> SOURCE MATERIAL
=== Begin Enclosure ===

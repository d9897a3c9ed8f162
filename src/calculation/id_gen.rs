//! Document id formatting.
//!
//! Quotations and payroll exports carry office-configured document ids
//! like `BG-20260827-0001`: a prefix, an optional date stamp and a
//! zero-padded sequence number, optionally joined by a separator.

use chrono::NaiveDate;

use crate::config::IdConfig;

/// Formats a document id from the office id scheme.
///
/// The sequence number is zero-padded to `number_length` digits; a
/// sequence wider than that keeps all its digits rather than truncating.
///
/// # Example
///
/// ```
/// use cadastral_engine::calculation::format_document_id;
/// use cadastral_engine::config::IdConfig;
/// use chrono::NaiveDate;
///
/// let scheme = IdConfig {
///     prefix: "BG".to_string(),
///     use_separator: true,
///     separator: "-".to_string(),
///     include_date: true,
///     number_length: 4,
/// };
///
/// let date = NaiveDate::from_ymd_opt(2026, 8, 27).unwrap();
/// assert_eq!(format_document_id(&scheme, 1, date), "BG-20260827-0001");
/// ```
pub fn format_document_id(scheme: &IdConfig, sequence: u64, date: NaiveDate) -> String {
    let mut parts = vec![scheme.prefix.clone()];

    if scheme.include_date {
        parts.push(date.format("%Y%m%d").to_string());
    }

    parts.push(format!(
        "{:0width$}",
        sequence,
        width = scheme.number_length as usize
    ));

    let separator = if scheme.use_separator {
        scheme.separator.as_str()
    } else {
        ""
    };
    parts.join(separator)
}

=== End Enclosure ===

> TASK DESCRIPTION
Give back the complete data exactly as supplied.

> OUTPUT OF THE EXERCISE
repository d9897a3c9ed8f162
filename src/calculation/id_gen.rs
//! Document id formatting.
//!
//! Quotations and payroll exports carry office-configured document ids
//! like `BG-20260827-0001`: a prefix, an optional date stamp and a
//! zero-padded sequence number, optionally joined by a separator.

use chrono::NaiveDate;

use crate::config::IdConfig;

/// Formats a document id from the office id scheme.
///
/// The sequence number is zero-padded to `number_length` digits; a
/// sequence wider than that keeps all its digits rather than truncating.
///
/// # Example
///
/// ```
/// use cadastral_engine::calculation::format_document_id;
/// use cadastral_engine::config::IdConfig;
/// use chrono::NaiveDate;
///
/// let scheme = IdConfig {
///     prefix: "BG".to_string(),
///     use_separator: true,
///     separator: "-".to_string(),
///     include_date: true,
///     number_length: 4,
/// };
///
/// let date = NaiveDate::from_ymd_opt(2026, 8, 27).unwrap();
/// assert_eq!(format_document_id(&scheme, 1, date), "BG-20260827-0001");
/// ```
pub fn format_document_id(scheme: &IdConfig, sequence: u64, date: NaiveDate) -> String {
    let mut parts = vec![scheme.prefix.clone()];

    if scheme.include_date {
        parts.push(date.format("%Y%m%d").to_string());
    }

    parts.push(format!(
        "{:0width$}",
        sequence,
        width = scheme.number_length as usize
    ));

    let separator = if scheme.use_separator {
        scheme.separator.as_str()
    } else {
        ""
    };
    parts.join(separator)
}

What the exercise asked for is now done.